In my mind, it should be more difficult for a film to get an F rating than it is to get an A. I mean, an F says a lot- to me, it means that a film has absolutely no redemptive qualities. But it also means that the film offends me on some level, either as a filmgoer or as a human being. Prior to watching Texas Chainsaw 3D, I had only given five Fs:
- The Covenant- a film so poorly made that it has (thankfully) been forgotten by the moviegoing public.
- Battle: Los Angeles- a film so unoriginal it feels that a computer wrote the script.
- The Change-Up- a disgusting, unfunny and misogynistic film
- Law Abiding Citizen- torture porn dressed up as an "important" movie
- I Now Pronounce You Chuck and Larry- quite possibly the worst film I've ever seen. A film so homophobic it's actually disgusting.
Thanks to Texas Chainsaw 3D I now have to use two hands to count down my least favorite films.
Slasher films are my guilty pleasure but finding anything pleasurable about Texas Chainsaw 3D is a daunting challenge. The film is unwatchable. The fact that anybody involved in the production of this film- be it a producer, director, writer, actor, or even a make-up artist- could see this film and think that it was completed and fit for distribution is truly shocking.
When it comes to slasher films, the main attraction is, obviously, to see the dumb teenagers at the center get killed in a variety of brutal ways. But Texas Chainsaw 3D can't even get that right. There is no suspense, no dramatic weight to the brutality of the violence, and the bodies of the men and women being tortured are so obviously fake you'd think they sent some intern to the dollar store down the street to pick up a mannequin or two. There is no budget listed on Box Office Mojo, but I feel like anything higher $1 million sounds too high. I'm assuming that getting a C-list rapper like Trey Songz to "act" would cost at least that much.
Speaking of the acting- I know that slasher movies don't get the most talented casts, but I've seen better acting in a Cialis commercial. This cast makes Paris Hilton's emotionless turn in House of Wax look like Oscar material. The actors in this film are only asked to do so much- scream, run, make sex jokes and drop an occasional one liner ("Welcome to Texas, motherfucker!"). But not once did it seem genuine or even remotely convincing. Previous Texas Chainsaw films saw the debut performances of actors like Matthew McConaughey or Renee Zellweger. The actors in this film would be lucky to have a supporting part in a Lifetime movie.

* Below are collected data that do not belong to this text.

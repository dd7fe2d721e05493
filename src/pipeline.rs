//! The `ProxyHttp` request pipeline (spec §4.5), wired against `pingora_proxy`
//! the way the teacher's `service::http::HttpService` is: one `ProxyHttp`
//! impl owning every filter-chain hook, a per-request `CTX` carrying the
//! matched route and accumulated state, and a plain `HttpPeer::new` dial
//! since this proxy has exactly one upstream per host rather than the
//! teacher's load-balanced upstream groups.

use std::sync::Arc;
use std::time::{Duration, Instant};

use async_trait::async_trait;
use bytes::Bytes;
use http::header;
use pingora_core::upstreams::peer::HttpPeer;
use pingora_error::{Error, ErrorType, OrErr, Result};
use pingora_http::{RequestHeader, ResponseHeader};
use pingora_proxy::{ProxyHttp, Session};
use uuid::Uuid;

use crate::allowlist::AllowList;
use crate::capture::{self, CaptureSurface};
use crate::config::{AccessMode, CaptureFrom, CompiledResponse, OnDeny, RewriteFrom};
use crate::registry::{self, RegisteredHost};
use crate::repository::{AuditSink, LoggingAuditSink};
use crate::rewrite;
use crate::session::{ProxySession, SessionManager};
use crate::utils::request::{get_client_ip, get_cookie_value, get_request_host};

pub const SESSION_COOKIE_NAME: &str = "__pp_session";

/// Parses a `Cookie:` header value into `(name, value)` pairs.
fn parse_cookie_header(header: &str) -> Vec<(String, String)> {
    header
        .split(';')
        .filter_map(|pair| pair.trim().split_once('='))
        .map(|(k, v)| (k.to_string(), v.to_string()))
        .collect()
}

/// Per-request state threaded through every filter-chain hook.
pub struct ProxyContext {
    pub host: Option<RegisteredHost>,
    pub session: Option<Arc<ProxySession>>,
    pub is_new_session: bool,
    pub pending_response: Option<CompiledResponse>,
    pub access_denied: bool,
    pub client_ip: String,
    pub req_body: Vec<u8>,
    pub resp_body: Vec<u8>,
    pub tries: usize,
    pub request_start: Instant,
}

impl Default for ProxyContext {
    fn default() -> Self {
        Self {
            host: None,
            session: None,
            is_new_session: false,
            pending_response: None,
            access_denied: false,
            client_ip: String::new(),
            req_body: Vec::new(),
            resp_body: Vec::new(),
            tries: 0,
            request_start: Instant::now(),
        }
    }
}

/// Entry point for every inbound connection, routing on the `to` host the
/// TLS/HTTP listener accepted the request for.
pub struct ProxyPipeline {
    pub sessions: Arc<SessionManager>,
    pub allow_list: Arc<AllowList>,
    pub audit: Arc<dyn AuditSink>,
}

impl Default for ProxyPipeline {
    fn default() -> Self {
        Self {
            sessions: Arc::new(SessionManager::default()),
            allow_list: Arc::new(AllowList::default()),
            audit: Arc::new(LoggingAuditSink),
        }
    }
}

impl ProxyPipeline {
    pub fn new(
        sessions: Arc<SessionManager>,
        allow_list: Arc<AllowList>,
        audit: Arc<dyn AuditSink>,
    ) -> Self {
        Self {
            sessions,
            allow_list,
            audit,
        }
    }

    fn write_compiled_response(
        &self,
        headers: &mut ResponseHeader,
        resp: &CompiledResponse,
    ) -> Result<()> {
        for (name, value) in &resp.headers {
            headers.insert_header(name.clone(), value.as_str())?;
        }
        headers.insert_header(header::CONTENT_LENGTH, resp.body.len().to_string())?;
        Ok(())
    }
}
// ── Wire-to-domain conversion ──

use chrono::DateTime;

use remotedaq_api::Member;

use crate::model::NodeRecord;

impl From<Member> for NodeRecord {
    fn from(m: Member) -> Self {
        Self {
            ip_address: m.config.ip_assignments.into_iter().next(),
            authorized: m.config.authorized,
            online: m.online,
            last_online: m
                .last_online
                .filter(|ms| *ms > 0)
                .and_then(DateTime::from_timestamp_millis),
            description: m.description.filter(|d| !d.is_empty()),
            physical_address: m.physical_address,
            name: m.name,
            id: m.node_id,
        }
    }
}

#[cfg(test)]
#[allow(clippy::unwrap_used)]
mod tests {
    use remotedaq_api::MemberConfig;

    use super::*;

    #[test]
    fn takes_first_assigned_address() {
        let member = Member {
            node_id: "a1b2c3d4e5".into(),
            name: "bench-1".into(),
            description: Some(String::new()),
            online: true,
            last_online: Some(1_700_000_000_000),
            physical_address: None,
            config: MemberConfig {
                authorized: true,
                ip_assignments: vec!["10.147.17.5".into(), "10.147.17.6".into()],
            },
        };

        let node = NodeRecord::from(member);
        assert_eq!(node.id, "a1b2c3d4e5");
        assert_eq!(node.ip_address.as_deref(), Some("10.147.17.5"));
        assert!(node.description.is_none());
        assert_eq!(node.last_online.unwrap().timestamp(), 1_700_000_000);
    }

    #[test]
    fn unassigned_member_has_no_address() {
        let member = Member {
            node_id: "ffeeddccbb".into(),
            name: String::new(),
            description: None,
            online: false,
            last_online: Some(0),
            physical_address: None,
            config: MemberConfig::default(),
        };

        let node = NodeRecord::from(member);
        assert!(node.ip_address.is_none());
        assert!(node.last_online.is_none());
    }
}
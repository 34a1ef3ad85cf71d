// DAQ node client modules
//
// Hand-written client for a node's channel I/O endpoints, all wrapped in
// the `{ success, data }` envelope.

pub mod client;
pub mod models;
pub mod resources;

pub use client::{CONNECTION_REFUSED, DaqClient, INVALID_RESPONSE, WRITE_ENVELOPE_KEY};
pub use models::{ChannelPayload, ChannelValue, DaqEntry, DaqResponse};
pub use resources::ChannelGroup;
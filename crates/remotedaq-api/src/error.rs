use thiserror::Error;

/// Top-level error type for the `remotedaq-api` crate.
///
/// Covers the ZeroTier Central directory API and client construction.
/// DAQ node requests never surface this type to callers -- they are
/// folded into a failure [`DaqResponse`](crate::DaqResponse) instead.
/// `remotedaq-core` maps these into user-facing diagnostics.
#[derive(Debug, Error)]
pub enum Error {
    // ── Authentication ──────────────────────────────────────────────
    /// The API rejected the bearer token (HTTP 401/403).
    #[error("Authentication rejected by {service} (HTTP {status})")]
    Unauthorized { service: &'static str, status: u16 },

    // ── Transport ───────────────────────────────────────────────────
    /// HTTP transport error (connection refused, DNS failure, etc.)
    #[error("HTTP transport error: {0}")]
    Transport(#[from] reqwest::Error),

    /// URL parsing error.
    #[error("Invalid URL: {0}")]
    InvalidUrl(#[from] url::ParseError),

    /// Request timed out.
    #[error("Request timed out after {timeout_secs}s")]
    Timeout { timeout_secs: u64 },

    /// TLS setup or HTTP client construction failed.
    #[error("TLS error: {0}")]
    Tls(String),

    // ── Response ────────────────────────────────────────────────────
    /// Non-success HTTP status that is not an auth failure.
    #[error("HTTP {status}: {message}")]
    Http { status: u16, message: String },

    /// JSON deserialization failed, with the raw body for debugging.
    #[error("Deserialization error: {message}")]
    Deserialization { message: String, body: String },
}

impl Error {
    /// Returns `true` if this is a "not found" error.
    pub fn is_not_found(&self) -> bool {
        match self {
            Self::Transport(e) => e.status() == Some(reqwest::StatusCode::NOT_FOUND),
            Self::Http { status: 404, .. } => true,
            _ => false,
        }
    }
}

And then there is the script. I guess you can give the film's writers some credit for trying to develop a plot slightly more interesting than the average slasher. Too bad the plot they've developed is absolute crap. I don't want to spoil the film for those who are interested in seeing it, but the twist at the end is baffling- not because it doesn't make sense, but because I can't imagine any writer actually thinking it was a good idea. But the twist isn't the only problem- the film's plot is so underdeveloped it feels like the actors were still figuring it out as they uttered the dialogue into the camera.

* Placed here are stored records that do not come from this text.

// ── Directory refresh application ──
//
// A refresh result replaces the node list wholesale. A failed query
// publishes an empty list, the same as a network with no nodes, and
// records the failure in the directory status.

use std::collections::BTreeSet;
use std::sync::Arc;

use chrono::Utc;
use tracing::debug;

use super::{DirectoryStatus, NodeStore};
use crate::error::CoreError;
use crate::model::NodeRecord;

impl NodeStore {
    /// Replace the published list. Returns `true` when subscribers were notified.
    pub fn replace(&self, nodes: Vec<NodeRecord>) -> bool {
        let fresh = Arc::new(nodes);
        let changed = self.nodes.send_if_modified(|current| {
            let changed = !same_addresses(current, &fresh);
            *current = Arc::clone(&fresh);
            changed
        });
        self.last_refresh.send_replace(Some(Utc::now()));
        if changed {
            debug!(nodes = fresh.len(), "node list changed");
        }
        changed
    }

    /// Apply the outcome of a directory query.
    pub(crate) fn apply_directory_result(
        &self,
        result: Result<Vec<NodeRecord>, CoreError>,
    ) -> bool {
        let at = Utc::now();
        match result {
            Ok(nodes) => {
                self.status.send_replace(DirectoryStatus::Ok {
                    nodes: nodes.len(),
                    at,
                });
                self.replace(nodes)
            }
            Err(e) => {
                self.status.send_replace(DirectoryStatus::Failed {
                    reason: e.to_string(),
                    at,
                });
                self.replace(Vec::new())
            }
        }
    }
}

fn same_addresses(a: &[NodeRecord], b: &[NodeRecord]) -> bool {
    let keys = |nodes: &[NodeRecord]| -> BTreeSet<(String, Option<String>)> {
        nodes
            .iter()
            .map(|n| {
                let (id, ip) = n.address_key();
                (id.to_owned(), ip.map(str::to_owned))
            })
            .collect()
    };
    a.len() == b.len() && keys(a) == keys(b)
}

#[cfg(test)]
#[allow(clippy::unwrap_used)]
mod tests {
    use super::*;

    fn node(id: &str, ip: &str, name: &str) -> NodeRecord {
        NodeRecord {
            id: id.into(),
            name: name.into(),
            ip_address: Some(ip.into()),
            authorized: true,
            online: true,
            description: None,
            physical_address: None,
            last_online: None,
        }
    }

    #[test]
    fn first_non_empty_list_is_a_change() {
        let store = NodeStore::new();
        assert!(store.replace(vec![node("a1", "10.0.0.1", "one")]));
        assert_eq!(store.len(), 1);
        assert!(store.last_refresh().is_some());
    }

    #[test]
    fn same_ids_and_addresses_do_not_notify() {
        let store = NodeStore::new();
        store.replace(vec![node("a1", "10.0.0.1", "one")]);
        let mut rx = store.nodes.subscribe();

        // A rename alone is not a change, but the stored list still updates.
        assert!(!store.replace(vec![node("a1", "10.0.0.1", "renamed")]));
        assert!(!rx.has_changed().unwrap());
        assert_eq!(store.snapshot()[0].name, "renamed");
    }

    #[test]
    fn order_is_not_a_change() {
        let store = NodeStore::new();
        store.replace(vec![node("a1", "10.0.0.1", ""), node("b2", "10.0.0.2", "")]);
        assert!(!store.replace(vec![node("b2", "10.0.0.2", ""), node("a1", "10.0.0.1", "")]));
    }

    #[test]
    fn address_move_is_a_change() {
        let store = NodeStore::new();
        store.replace(vec![node("a1", "10.0.0.1", "")]);
        assert!(store.replace(vec![node("a1", "10.0.0.9", "")]));
    }

    #[test]
    fn failed_query_clears_the_list() {
        let store = NodeStore::new();
        store.apply_directory_result(Ok(vec![node("a1", "10.0.0.1", "")]));
        assert!(matches!(store.status(), DirectoryStatus::Ok { nodes: 1, .. }));

        let changed = store.apply_directory_result(Err(CoreError::DirectoryUnavailable {
            reason: "connection refused".into(),
        }));
        assert!(changed);
        assert!(store.is_empty());
        assert!(store.status().is_failed());
    }

    #[test]
    fn find_by_name_or_address() {
        let store = NodeStore::new();
        store.replace(vec![node("a1", "10.0.0.1", "bench")]);
        assert_eq!(store.find("bench").unwrap().id, "a1");
        assert_eq!(store.find("10.0.0.1").unwrap().id, "a1");
        assert!(store.find("nope").is_none());
    }
}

Texas Chainsaw 3D fits my criteria for an F rating. There is not a single redemptive thing about it, and it offends me as a filmgoer. I didn't pay any money to see the film (thank God for local libraries...) but if I did, I would feel robbed. I don't ask for much with a slasher film. Throw in a serviceable plot, shlocky acting, ridiculous gore and maybe even some gratuitous nudity and I'll feel like I got my money's worth. But Texas Chainsaw 3D steals your money, 92 minutes of your time and leaves you with a sour taste in your mouth. I hated this film with every fiber of my being and pray that we don't see another film this bad in 2013- both for the sake of the film community, and my own sanity.
OVERALL GRADE: F
"Texas Chainsaw 3D" is now available on DVD, Blu-Ray and Video on Demand. I advise you to never, ever, watch it.